Could you return the lines below exactly, from the first line up to and including the line that holds "candidates at all."?

[Collection entries]
****

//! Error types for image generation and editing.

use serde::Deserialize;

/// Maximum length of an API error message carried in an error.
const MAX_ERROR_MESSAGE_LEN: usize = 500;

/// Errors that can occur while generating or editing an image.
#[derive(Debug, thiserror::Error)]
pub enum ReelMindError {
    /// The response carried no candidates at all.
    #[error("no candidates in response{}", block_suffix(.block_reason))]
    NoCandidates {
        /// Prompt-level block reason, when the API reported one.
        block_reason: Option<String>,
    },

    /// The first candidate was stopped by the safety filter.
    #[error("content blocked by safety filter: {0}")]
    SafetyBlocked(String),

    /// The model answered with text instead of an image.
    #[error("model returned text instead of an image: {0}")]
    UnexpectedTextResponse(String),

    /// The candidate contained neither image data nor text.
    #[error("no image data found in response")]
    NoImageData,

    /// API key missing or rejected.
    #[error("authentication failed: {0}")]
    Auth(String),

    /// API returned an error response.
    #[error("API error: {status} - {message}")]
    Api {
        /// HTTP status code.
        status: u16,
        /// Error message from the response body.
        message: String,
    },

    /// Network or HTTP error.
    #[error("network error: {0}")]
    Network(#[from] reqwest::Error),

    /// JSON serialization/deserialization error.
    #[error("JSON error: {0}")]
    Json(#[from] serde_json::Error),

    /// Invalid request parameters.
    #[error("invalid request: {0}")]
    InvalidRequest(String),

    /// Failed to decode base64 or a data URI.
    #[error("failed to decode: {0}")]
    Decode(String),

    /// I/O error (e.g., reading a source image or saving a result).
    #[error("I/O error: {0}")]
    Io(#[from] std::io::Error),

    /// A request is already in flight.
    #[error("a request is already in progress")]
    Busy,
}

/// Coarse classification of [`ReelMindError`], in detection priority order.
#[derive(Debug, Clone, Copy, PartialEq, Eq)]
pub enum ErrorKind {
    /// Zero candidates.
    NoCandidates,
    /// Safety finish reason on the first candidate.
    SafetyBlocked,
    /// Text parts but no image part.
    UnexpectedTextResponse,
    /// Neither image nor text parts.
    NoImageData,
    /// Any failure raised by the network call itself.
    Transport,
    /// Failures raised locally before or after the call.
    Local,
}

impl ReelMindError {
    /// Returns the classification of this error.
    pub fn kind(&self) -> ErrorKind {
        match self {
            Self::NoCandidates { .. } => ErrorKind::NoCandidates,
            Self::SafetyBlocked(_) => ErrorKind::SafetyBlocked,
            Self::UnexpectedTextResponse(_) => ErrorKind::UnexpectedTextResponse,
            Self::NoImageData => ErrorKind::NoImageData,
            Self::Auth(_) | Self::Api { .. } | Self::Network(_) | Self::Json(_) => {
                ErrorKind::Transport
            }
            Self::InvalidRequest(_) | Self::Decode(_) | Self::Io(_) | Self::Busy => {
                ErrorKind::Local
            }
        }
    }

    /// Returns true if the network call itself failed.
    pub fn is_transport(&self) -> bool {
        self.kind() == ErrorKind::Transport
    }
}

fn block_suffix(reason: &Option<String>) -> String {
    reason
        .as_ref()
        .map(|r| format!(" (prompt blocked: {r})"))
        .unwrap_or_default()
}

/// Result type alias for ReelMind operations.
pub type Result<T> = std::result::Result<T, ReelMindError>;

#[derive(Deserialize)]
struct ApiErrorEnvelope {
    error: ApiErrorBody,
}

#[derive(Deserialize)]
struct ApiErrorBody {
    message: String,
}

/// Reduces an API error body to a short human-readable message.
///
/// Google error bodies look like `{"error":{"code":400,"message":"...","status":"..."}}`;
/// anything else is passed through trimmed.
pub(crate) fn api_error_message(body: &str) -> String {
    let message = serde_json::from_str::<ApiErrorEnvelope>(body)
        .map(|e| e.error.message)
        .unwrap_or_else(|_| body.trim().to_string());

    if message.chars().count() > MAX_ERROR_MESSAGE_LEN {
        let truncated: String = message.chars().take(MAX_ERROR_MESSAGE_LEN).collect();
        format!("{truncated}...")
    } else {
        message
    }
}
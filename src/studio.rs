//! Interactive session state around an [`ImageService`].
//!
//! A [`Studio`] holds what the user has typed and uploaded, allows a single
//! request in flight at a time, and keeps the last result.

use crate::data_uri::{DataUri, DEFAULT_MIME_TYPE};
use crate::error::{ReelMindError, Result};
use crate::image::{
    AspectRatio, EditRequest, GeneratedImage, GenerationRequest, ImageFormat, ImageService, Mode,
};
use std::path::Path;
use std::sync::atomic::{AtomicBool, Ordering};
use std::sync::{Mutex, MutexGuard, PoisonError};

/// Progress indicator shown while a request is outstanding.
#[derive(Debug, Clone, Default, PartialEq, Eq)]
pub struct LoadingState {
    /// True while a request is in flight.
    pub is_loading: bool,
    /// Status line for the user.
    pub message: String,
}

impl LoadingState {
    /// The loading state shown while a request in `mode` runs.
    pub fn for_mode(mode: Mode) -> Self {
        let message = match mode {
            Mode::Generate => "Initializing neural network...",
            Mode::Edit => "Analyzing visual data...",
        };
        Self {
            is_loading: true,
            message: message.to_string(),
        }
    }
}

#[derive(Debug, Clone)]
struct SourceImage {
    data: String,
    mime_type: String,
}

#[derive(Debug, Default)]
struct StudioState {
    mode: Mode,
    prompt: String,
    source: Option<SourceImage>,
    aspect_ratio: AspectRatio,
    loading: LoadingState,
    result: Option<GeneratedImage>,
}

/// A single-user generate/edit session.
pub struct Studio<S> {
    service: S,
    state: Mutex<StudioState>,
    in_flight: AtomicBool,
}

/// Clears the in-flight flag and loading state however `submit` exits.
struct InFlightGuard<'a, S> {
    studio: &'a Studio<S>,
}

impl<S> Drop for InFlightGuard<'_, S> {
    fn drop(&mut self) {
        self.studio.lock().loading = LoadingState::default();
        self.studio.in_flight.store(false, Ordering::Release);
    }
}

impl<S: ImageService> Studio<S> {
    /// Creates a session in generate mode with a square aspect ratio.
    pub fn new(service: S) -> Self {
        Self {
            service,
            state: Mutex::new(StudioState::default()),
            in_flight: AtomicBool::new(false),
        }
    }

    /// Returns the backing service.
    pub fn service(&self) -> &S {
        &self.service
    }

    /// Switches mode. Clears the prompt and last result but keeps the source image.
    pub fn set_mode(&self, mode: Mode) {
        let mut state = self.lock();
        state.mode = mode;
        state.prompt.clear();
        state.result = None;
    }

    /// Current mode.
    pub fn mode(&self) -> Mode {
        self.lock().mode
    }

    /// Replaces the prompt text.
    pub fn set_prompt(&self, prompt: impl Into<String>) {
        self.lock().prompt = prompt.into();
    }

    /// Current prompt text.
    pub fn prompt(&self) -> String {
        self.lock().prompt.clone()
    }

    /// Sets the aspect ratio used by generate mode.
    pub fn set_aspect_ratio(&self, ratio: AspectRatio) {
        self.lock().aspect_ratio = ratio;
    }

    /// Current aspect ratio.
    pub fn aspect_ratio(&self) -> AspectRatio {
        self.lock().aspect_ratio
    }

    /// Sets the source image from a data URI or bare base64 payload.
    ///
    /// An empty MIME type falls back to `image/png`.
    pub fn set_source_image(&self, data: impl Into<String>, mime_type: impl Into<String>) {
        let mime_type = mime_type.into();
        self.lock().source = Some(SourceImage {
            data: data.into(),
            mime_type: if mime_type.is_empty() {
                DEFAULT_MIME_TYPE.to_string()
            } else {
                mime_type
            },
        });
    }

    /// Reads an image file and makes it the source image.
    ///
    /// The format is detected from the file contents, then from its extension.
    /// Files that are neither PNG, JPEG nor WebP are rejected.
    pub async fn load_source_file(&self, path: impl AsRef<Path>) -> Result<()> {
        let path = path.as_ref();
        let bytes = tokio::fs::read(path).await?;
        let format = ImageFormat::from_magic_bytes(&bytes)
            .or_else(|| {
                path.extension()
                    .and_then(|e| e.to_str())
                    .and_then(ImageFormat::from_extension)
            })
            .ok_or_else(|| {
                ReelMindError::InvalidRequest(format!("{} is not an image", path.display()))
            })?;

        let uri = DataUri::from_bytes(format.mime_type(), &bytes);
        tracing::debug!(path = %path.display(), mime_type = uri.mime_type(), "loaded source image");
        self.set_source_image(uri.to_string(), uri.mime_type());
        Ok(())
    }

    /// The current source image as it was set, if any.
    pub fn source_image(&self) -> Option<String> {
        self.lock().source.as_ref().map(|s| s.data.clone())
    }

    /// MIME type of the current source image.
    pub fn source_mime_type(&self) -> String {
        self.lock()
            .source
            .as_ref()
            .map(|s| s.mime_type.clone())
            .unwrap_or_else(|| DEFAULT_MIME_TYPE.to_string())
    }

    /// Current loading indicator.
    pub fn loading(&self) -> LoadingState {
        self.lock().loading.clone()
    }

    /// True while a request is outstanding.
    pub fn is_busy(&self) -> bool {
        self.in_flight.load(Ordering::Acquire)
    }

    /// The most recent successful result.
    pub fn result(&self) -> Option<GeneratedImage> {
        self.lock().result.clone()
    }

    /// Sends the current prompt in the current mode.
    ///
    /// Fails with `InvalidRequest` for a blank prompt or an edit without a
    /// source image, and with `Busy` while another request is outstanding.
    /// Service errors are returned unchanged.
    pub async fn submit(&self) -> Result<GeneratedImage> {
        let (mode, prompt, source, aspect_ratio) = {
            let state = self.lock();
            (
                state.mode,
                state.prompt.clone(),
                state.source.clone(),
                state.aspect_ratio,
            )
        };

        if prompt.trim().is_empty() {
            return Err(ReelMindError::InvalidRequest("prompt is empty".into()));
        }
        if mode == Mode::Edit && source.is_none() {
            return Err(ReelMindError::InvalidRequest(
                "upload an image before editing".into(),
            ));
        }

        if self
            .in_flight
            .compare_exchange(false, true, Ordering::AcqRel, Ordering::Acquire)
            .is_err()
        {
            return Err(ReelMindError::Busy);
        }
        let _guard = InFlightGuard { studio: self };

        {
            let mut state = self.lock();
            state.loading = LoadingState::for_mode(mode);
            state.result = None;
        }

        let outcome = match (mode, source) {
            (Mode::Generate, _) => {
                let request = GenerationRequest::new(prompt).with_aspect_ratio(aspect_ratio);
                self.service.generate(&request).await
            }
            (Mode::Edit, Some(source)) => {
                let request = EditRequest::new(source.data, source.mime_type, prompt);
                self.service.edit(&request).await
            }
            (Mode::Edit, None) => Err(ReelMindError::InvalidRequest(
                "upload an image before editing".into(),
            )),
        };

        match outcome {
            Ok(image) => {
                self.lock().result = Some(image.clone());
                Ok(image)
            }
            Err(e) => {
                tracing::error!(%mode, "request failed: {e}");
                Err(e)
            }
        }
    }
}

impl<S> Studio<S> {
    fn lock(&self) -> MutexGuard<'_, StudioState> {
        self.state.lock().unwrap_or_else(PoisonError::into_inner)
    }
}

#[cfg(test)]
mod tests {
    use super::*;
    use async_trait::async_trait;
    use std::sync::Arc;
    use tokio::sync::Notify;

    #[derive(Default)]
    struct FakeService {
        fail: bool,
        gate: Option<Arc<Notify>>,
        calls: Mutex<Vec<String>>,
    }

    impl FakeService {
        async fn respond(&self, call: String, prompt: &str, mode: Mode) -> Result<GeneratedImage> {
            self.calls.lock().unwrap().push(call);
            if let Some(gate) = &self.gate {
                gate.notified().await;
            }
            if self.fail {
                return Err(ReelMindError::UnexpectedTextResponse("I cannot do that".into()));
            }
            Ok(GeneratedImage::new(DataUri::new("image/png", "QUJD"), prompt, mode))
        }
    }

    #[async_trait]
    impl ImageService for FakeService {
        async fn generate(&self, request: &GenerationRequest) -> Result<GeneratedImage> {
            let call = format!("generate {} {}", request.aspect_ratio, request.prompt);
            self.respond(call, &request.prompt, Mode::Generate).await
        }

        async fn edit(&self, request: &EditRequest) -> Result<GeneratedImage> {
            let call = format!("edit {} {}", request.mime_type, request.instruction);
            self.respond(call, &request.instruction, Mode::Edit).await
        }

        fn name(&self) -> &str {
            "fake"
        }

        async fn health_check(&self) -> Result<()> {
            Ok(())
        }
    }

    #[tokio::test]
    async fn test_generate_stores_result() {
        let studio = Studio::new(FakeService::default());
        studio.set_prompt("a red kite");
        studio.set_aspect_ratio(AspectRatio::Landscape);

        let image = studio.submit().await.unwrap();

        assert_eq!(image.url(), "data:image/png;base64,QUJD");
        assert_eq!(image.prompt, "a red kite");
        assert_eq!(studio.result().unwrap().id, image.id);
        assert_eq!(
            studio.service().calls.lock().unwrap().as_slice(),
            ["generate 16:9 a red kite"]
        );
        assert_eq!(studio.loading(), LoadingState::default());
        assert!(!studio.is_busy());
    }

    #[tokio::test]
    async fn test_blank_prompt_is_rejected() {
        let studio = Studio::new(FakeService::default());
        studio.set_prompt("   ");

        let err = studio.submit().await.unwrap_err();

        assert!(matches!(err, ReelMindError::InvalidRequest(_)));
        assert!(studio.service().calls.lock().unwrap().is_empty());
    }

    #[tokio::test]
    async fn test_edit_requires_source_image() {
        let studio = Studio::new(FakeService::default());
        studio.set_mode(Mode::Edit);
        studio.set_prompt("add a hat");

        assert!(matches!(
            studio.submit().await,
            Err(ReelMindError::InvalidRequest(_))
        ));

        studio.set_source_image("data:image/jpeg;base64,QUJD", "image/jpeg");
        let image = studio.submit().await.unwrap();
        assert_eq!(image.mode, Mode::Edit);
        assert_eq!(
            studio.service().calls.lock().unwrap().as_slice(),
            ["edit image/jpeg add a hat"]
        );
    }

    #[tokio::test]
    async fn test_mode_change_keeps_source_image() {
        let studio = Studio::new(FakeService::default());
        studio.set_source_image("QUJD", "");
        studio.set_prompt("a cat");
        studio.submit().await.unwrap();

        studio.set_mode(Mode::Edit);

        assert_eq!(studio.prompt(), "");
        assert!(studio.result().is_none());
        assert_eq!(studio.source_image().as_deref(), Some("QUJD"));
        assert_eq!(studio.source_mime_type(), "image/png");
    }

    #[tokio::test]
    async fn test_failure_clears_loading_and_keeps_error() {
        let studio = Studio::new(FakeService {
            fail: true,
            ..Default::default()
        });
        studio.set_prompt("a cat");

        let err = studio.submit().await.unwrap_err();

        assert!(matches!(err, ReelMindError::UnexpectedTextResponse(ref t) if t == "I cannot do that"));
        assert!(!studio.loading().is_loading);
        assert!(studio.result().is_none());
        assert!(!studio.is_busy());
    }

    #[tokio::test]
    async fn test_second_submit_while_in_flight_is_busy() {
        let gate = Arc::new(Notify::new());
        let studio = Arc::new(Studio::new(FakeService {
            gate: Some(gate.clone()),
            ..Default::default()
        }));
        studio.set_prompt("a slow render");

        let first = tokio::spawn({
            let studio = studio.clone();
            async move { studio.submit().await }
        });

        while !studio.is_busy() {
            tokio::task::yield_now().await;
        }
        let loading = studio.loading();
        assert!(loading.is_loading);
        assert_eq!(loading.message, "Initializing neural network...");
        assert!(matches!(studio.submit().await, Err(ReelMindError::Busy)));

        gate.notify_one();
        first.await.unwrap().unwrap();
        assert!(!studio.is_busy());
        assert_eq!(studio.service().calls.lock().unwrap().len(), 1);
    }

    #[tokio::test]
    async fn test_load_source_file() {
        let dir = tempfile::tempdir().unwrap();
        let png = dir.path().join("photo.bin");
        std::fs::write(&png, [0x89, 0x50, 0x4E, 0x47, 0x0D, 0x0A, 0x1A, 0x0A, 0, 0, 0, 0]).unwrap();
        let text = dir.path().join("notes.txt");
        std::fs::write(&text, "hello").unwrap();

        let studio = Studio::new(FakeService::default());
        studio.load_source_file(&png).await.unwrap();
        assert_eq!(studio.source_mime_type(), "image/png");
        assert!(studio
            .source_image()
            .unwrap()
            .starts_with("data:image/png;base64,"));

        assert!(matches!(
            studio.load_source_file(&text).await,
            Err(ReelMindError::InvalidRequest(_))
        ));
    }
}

****

• **Result for this task**:
//! Error types for image generation and editing.

use serde::Deserialize;

/// Maximum length of an API error message carried in an error.
const MAX_ERROR_MESSAGE_LEN: usize = 500;

/// Errors that can occur while generating or editing an image.
#[derive(Debug, thiserror::Error)]
pub enum ReelMindError {
    /// The response carried no candidates at all.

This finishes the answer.